What’s wrong with TranslateMessage?  Two things:

  1. It probably shouldn’t be in the message loop.  Different windows do different things with character and keystroke messages.  Performance is not an issue here nowadays.  Having TranslateMessage in the message loop has resulted in awful things such as IsDialogMessage and TranslateAccelerator calls for every message that goes through the loop.
  2. More importantly though, TranslateMessage really should return TRUE if the keystroke message generates characters.  It should return FALSE in every other situation.  Unfortunately, TranslateMessage currently returns TRUE for WM_*KEYDOWN messages, even if no characters are generated by the keystroke (think F2 or Ctrl or up-arrow or Ctrl+Shift+X).  This means that application developers have no way of knowing if the key can be safely used as a shortcut key, or should be ignored because a WM_CHAR or similar is on its way to insert into the current focus.

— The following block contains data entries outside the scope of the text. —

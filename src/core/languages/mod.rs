//! Language-specific syntax adapters
//!
//! Every adapter turns raw file content into the same shape: the symbols the
//! file defines (in source order), the raw callee names found in each symbol's
//! own body, and the file's imports. Two strategies exist: a tree-sitter walker
//! driven by per-language grammar tables, and a regex/brace-matching scanner
//! for languages without a parser.

mod treesitter;
mod pattern;
mod rust;
mod java;
mod python;
mod csharp;
mod javascript;

pub use treesitter::{GrammarSpec, TreeSitterAdapter};
pub use pattern::{PatternAdapter, PatternSpec};

use serde::{Deserialize, Serialize};

use crate::error::Result;

#[derive(Debug, Clone, Copy, PartialEq, Eq, Hash, PartialOrd, Ord, Serialize, Deserialize)]
#[serde(rename_all = "lowercase")]
pub enum SymbolKind {
    Function,
    Class,
}

impl std::fmt::Display for SymbolKind {
    fn fmt(&self, f: &mut std::fmt::Formatter<'_>) -> std::fmt::Result {
        match self {
            SymbolKind::Function => write!(f, "function"),
            SymbolKind::Class => write!(f, "class"),
        }
    }
}

/// A definition as found by an adapter, before ids are assigned
#[derive(Debug, Clone, PartialEq, Eq, Serialize, Deserialize)]
pub struct RawSymbol {
    pub name: String,
    pub kind: SymbolKind,
    /// Byte offsets into the file content, end exclusive
    pub byte_range: (usize, usize),
    /// 1-based, inclusive
    pub line_range: (usize, usize),
    /// Callee names in call order, excluding calls inside nested definitions
    pub calls: Vec<String>,
}

#[derive(Debug, Clone, Default, PartialEq, Eq)]
pub struct Extraction {
    pub symbols: Vec<RawSymbol>,
    pub imports: Vec<String>,
}

#[derive(Debug, Clone, Copy, PartialEq, Eq, Serialize, Deserialize)]
#[serde(rename_all = "snake_case")]
pub enum AdapterStrategy {
    SyntaxTree,
    Pattern,
}

/// Trait that all syntax adapters must implement
pub trait SyntaxAdapter: Send {
    /// Extract symbols, calls and imports. An error marks the file unparseable.
    fn extract(&mut self, content: &str) -> Result<Extraction>;

    /// Get the language tag
    fn language_name(&self) -> &str;

    fn strategy(&self) -> AdapterStrategy;
}

/// Build the adapter for a language tag, or None when no adapter exists
pub fn adapter_for(language: &str) -> Result<Option<Box<dyn SyntaxAdapter>>> {
    let adapter: Box<dyn SyntaxAdapter> = match language {
        "python" => Box::new(TreeSitterAdapter::new(&python::PYTHON)?),
        "rust" => Box::new(TreeSitterAdapter::new(&rust::RUST)?),
        "javascript" => Box::new(TreeSitterAdapter::new(&javascript::JAVASCRIPT)?),
        "java" => Box::new(TreeSitterAdapter::new(&java::JAVA)?),
        "csharp" => Box::new(TreeSitterAdapter::new(&csharp::CSHARP)?),
        "typescript" => Box::new(PatternAdapter::new(PatternSpec::typescript()?)),
        "go" => Box::new(PatternAdapter::new(PatternSpec::go()?)),
        "c" => Box::new(PatternAdapter::new(PatternSpec::c_family()?)),
        "shell" => Box::new(PatternAdapter::new(PatternSpec::shell()?)),
        _ => return Ok(None),
    };
    Ok(Some(adapter))
}

/// Last identifier in a callee expression: `self.store.save` -> `save`,
/// `crate::io::read` -> `read`, `List<String>` -> `List`.
pub(crate) fn trailing_identifier(text: &str) -> Option<String> {
    let head = text.split(['<', '(']).next().unwrap_or("");
    let start = head
        .char_indices()
        .rev()
        .take_while(|(_, c)| c.is_alphanumeric() || *c == '_' || *c == '$')
        .last()
        .map(|(i, _)| i)?;
    let ident = &head[start..];
    let first = ident.chars().next()?;
    if first.is_ascii_digit() {
        return None;
    }
    Some(ident.to_string())
}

    This in turn means that shortcut keys are typically processed (with TranslateAccelerator or a homegrown variety thereof) before TranslateMessage – and some characters are now inaccessible on some keyboard layouts.

    The typical workaround is to add a hack for Ctrl+Alt (AltGr).  Yuck.  And that doesn’t solve other supported combinations such as Ctrl+Shift.

So what’s the answer to these problems? TranslateMessageEx?